# WHAT YOU SHOULD DO
Look over the listing below and say how many of its lines include the string "deposits"; give no more than that number.

[Opening SOURCE MATERIAL section]

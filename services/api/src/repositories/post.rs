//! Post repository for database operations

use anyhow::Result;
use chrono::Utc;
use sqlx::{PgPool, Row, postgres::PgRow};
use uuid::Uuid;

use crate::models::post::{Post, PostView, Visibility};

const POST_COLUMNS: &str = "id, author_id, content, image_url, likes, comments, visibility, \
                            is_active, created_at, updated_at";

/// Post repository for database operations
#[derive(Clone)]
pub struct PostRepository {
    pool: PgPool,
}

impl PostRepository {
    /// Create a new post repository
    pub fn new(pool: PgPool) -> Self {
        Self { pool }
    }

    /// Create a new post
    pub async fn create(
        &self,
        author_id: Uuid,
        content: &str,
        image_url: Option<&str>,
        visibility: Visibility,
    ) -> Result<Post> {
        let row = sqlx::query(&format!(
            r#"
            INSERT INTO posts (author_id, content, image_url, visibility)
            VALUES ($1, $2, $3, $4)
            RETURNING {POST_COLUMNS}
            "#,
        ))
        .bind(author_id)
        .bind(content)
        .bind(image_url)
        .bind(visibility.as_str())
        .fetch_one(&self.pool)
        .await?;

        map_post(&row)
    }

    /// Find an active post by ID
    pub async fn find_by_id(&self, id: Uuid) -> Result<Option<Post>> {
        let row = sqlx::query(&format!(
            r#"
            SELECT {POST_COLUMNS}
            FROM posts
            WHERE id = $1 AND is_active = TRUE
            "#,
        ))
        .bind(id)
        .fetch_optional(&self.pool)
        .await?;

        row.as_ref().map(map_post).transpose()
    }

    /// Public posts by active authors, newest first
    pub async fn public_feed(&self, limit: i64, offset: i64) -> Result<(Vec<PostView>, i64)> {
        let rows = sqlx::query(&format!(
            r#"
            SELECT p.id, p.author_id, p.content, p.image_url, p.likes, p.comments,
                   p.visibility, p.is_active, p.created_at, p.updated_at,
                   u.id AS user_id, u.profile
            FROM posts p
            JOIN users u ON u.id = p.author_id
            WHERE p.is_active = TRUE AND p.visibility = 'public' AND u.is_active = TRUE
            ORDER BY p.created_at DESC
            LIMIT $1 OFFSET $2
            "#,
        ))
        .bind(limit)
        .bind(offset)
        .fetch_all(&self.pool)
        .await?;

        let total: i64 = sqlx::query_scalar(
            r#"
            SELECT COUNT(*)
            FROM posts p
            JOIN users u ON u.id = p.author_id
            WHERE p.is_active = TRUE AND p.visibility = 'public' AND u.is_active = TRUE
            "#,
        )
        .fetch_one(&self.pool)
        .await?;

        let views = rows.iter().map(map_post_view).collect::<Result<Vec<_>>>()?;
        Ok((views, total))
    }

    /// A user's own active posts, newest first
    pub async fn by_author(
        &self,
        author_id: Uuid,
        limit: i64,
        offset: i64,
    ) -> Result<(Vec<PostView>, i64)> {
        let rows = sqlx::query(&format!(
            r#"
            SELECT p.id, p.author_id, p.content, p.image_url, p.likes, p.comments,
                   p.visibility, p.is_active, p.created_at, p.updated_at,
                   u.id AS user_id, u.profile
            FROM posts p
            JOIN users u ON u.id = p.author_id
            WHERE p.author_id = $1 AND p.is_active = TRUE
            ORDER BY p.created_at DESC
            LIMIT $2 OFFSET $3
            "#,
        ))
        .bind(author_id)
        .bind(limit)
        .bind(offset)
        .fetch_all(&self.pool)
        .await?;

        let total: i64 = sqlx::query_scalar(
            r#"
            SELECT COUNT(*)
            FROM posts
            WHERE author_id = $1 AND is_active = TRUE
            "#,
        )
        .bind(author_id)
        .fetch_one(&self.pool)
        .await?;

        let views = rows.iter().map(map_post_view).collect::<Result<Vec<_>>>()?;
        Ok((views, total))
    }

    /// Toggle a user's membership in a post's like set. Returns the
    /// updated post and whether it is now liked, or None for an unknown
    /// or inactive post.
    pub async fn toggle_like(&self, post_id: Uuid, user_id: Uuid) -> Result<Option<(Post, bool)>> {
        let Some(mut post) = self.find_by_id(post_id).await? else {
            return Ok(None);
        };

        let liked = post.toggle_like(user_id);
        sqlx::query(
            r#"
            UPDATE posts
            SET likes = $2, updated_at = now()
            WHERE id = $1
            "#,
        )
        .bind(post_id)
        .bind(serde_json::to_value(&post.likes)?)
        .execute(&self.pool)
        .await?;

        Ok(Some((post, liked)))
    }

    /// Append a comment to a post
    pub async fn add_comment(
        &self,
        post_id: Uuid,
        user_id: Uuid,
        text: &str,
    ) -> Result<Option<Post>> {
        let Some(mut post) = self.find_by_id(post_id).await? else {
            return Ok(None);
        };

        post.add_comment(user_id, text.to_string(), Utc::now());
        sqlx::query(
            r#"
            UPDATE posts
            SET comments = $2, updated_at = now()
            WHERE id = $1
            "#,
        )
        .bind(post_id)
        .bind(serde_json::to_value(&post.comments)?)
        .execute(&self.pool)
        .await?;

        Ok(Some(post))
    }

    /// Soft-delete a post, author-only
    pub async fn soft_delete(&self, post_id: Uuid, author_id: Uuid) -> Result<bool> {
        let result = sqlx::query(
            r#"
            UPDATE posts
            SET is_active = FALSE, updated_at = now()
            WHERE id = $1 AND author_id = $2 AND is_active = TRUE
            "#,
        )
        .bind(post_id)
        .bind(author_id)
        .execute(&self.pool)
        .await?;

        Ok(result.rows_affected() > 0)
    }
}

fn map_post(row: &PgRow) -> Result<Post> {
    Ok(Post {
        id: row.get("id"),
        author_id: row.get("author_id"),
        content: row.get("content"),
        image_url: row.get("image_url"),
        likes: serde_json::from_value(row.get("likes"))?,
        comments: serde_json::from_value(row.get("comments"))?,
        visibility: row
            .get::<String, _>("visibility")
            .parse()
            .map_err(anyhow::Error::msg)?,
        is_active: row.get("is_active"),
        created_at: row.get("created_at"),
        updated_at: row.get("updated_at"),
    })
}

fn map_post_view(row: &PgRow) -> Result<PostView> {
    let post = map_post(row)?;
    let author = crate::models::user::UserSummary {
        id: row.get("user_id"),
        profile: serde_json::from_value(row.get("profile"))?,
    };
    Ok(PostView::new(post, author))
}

[Closing SOURCE MATERIAL section]
[Opening SOURCE MATERIAL section]

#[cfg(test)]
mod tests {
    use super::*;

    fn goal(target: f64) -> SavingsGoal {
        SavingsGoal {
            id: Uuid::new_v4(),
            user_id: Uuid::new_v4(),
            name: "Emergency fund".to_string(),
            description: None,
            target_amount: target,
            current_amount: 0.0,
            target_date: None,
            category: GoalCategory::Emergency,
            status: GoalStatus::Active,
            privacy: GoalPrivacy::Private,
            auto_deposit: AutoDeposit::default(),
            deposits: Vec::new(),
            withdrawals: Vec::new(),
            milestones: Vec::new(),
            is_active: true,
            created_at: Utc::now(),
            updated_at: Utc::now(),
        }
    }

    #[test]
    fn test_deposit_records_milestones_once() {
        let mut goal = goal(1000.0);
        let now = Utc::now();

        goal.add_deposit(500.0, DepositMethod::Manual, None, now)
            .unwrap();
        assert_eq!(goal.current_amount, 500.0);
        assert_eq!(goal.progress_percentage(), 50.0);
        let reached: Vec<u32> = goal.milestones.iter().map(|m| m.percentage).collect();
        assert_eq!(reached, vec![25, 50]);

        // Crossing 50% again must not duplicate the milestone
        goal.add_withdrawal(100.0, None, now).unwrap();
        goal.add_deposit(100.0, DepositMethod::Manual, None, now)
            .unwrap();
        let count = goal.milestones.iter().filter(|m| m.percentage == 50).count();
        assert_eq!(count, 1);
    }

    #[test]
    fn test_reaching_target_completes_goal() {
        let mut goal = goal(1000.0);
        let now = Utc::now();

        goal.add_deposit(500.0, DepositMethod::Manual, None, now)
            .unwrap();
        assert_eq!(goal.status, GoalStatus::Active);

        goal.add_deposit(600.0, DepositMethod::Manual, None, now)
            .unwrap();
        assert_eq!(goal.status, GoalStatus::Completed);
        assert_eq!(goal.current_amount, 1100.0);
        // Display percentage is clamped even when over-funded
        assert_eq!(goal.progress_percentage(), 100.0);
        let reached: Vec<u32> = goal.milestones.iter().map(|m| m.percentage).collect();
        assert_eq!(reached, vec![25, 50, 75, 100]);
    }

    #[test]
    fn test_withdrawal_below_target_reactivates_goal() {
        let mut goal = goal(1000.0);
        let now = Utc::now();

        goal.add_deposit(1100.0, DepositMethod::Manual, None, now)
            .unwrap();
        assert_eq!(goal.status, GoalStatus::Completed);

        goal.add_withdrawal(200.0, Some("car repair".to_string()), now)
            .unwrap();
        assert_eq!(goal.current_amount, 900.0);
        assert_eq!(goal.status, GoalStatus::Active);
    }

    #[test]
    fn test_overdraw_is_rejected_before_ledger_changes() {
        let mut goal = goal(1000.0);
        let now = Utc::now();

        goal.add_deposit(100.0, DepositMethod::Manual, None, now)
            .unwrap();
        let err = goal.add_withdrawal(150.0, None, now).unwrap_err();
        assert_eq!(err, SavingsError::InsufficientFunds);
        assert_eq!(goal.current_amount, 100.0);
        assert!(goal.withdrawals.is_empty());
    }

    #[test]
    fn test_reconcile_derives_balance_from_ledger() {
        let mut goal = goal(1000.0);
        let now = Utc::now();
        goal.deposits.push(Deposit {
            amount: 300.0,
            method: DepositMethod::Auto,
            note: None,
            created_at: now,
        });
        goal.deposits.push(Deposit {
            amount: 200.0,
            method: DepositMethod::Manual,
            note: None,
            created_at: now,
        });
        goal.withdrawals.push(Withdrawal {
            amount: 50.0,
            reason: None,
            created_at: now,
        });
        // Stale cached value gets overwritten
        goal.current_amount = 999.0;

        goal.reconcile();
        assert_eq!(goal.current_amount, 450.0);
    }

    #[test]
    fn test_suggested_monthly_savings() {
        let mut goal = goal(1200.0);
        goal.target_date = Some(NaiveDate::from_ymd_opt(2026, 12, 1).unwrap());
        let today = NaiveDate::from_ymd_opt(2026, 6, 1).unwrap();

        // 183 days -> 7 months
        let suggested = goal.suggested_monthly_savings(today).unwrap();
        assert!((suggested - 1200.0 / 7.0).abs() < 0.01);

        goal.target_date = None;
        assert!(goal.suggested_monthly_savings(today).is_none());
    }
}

[Closing SOURCE MATERIAL section]
[Opening SOURCE MATERIAL section]

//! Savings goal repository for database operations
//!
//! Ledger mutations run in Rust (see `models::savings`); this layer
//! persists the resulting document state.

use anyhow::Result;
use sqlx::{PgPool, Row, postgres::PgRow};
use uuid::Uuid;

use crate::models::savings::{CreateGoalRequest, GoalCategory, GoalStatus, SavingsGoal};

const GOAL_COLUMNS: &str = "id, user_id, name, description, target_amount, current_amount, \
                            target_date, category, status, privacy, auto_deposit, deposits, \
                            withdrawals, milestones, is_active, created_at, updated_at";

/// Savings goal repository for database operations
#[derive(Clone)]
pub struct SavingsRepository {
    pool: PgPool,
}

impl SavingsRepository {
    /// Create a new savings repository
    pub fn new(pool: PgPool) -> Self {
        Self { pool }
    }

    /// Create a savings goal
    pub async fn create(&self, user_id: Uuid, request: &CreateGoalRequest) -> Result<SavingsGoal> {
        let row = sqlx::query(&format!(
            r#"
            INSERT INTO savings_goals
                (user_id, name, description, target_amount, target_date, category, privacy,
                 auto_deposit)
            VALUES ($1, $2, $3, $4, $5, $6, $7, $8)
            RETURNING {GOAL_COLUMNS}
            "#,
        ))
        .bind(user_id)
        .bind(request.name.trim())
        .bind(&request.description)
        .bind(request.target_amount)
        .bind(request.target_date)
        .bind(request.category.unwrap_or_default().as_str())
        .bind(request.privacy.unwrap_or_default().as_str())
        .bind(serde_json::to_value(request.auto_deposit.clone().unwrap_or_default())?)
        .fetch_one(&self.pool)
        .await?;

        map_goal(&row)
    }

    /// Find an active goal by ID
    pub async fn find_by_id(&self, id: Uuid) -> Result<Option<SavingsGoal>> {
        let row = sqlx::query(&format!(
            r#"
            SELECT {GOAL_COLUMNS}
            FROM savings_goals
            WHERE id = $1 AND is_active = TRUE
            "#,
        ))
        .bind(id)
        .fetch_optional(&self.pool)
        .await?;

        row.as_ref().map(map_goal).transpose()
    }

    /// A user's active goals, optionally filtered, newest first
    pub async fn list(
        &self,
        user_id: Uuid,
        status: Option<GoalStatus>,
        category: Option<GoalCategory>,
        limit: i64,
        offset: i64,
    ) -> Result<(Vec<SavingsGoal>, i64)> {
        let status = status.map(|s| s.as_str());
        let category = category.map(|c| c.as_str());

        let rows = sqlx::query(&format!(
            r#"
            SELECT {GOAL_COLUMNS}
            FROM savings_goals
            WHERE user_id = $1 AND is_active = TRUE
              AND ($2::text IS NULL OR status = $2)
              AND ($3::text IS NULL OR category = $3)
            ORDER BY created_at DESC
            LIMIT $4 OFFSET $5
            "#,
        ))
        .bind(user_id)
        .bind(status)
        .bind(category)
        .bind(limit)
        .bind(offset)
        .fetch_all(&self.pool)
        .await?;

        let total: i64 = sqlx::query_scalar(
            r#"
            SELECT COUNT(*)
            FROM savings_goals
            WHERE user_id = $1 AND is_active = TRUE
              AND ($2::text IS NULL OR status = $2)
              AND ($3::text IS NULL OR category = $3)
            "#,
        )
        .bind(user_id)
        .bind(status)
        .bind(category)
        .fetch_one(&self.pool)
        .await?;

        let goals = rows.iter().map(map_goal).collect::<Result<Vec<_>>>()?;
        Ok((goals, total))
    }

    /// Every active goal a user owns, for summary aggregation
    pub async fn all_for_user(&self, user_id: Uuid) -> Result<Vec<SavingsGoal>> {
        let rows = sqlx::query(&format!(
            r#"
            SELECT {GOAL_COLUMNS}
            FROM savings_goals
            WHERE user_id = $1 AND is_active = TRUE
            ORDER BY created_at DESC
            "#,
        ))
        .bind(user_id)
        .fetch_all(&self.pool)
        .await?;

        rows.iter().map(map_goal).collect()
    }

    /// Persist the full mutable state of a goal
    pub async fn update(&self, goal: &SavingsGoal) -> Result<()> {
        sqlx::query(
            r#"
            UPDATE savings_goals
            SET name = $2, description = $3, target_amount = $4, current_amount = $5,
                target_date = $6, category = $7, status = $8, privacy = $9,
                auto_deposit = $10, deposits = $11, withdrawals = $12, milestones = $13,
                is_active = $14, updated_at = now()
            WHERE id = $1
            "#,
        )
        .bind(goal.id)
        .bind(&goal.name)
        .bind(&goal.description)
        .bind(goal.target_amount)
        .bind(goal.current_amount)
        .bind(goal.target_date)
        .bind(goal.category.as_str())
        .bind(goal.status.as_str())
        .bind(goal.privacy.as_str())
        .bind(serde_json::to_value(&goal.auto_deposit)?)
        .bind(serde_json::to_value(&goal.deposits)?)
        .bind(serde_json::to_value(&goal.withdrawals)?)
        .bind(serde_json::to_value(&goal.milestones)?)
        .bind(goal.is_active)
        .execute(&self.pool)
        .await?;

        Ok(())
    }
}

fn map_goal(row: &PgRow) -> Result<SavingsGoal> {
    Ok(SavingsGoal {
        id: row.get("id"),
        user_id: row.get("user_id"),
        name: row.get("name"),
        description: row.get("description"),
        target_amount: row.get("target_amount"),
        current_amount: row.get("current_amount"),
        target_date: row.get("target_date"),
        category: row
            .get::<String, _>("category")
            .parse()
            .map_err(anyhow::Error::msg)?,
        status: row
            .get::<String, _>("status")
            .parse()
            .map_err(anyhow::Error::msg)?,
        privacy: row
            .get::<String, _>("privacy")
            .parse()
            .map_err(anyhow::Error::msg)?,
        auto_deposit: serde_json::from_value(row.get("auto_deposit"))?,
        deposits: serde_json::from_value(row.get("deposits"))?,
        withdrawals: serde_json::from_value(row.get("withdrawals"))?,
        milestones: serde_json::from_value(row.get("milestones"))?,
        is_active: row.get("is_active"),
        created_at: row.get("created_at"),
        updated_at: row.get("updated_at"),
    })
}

[Closing SOURCE MATERIAL section]

# YOUR SOLUTION
7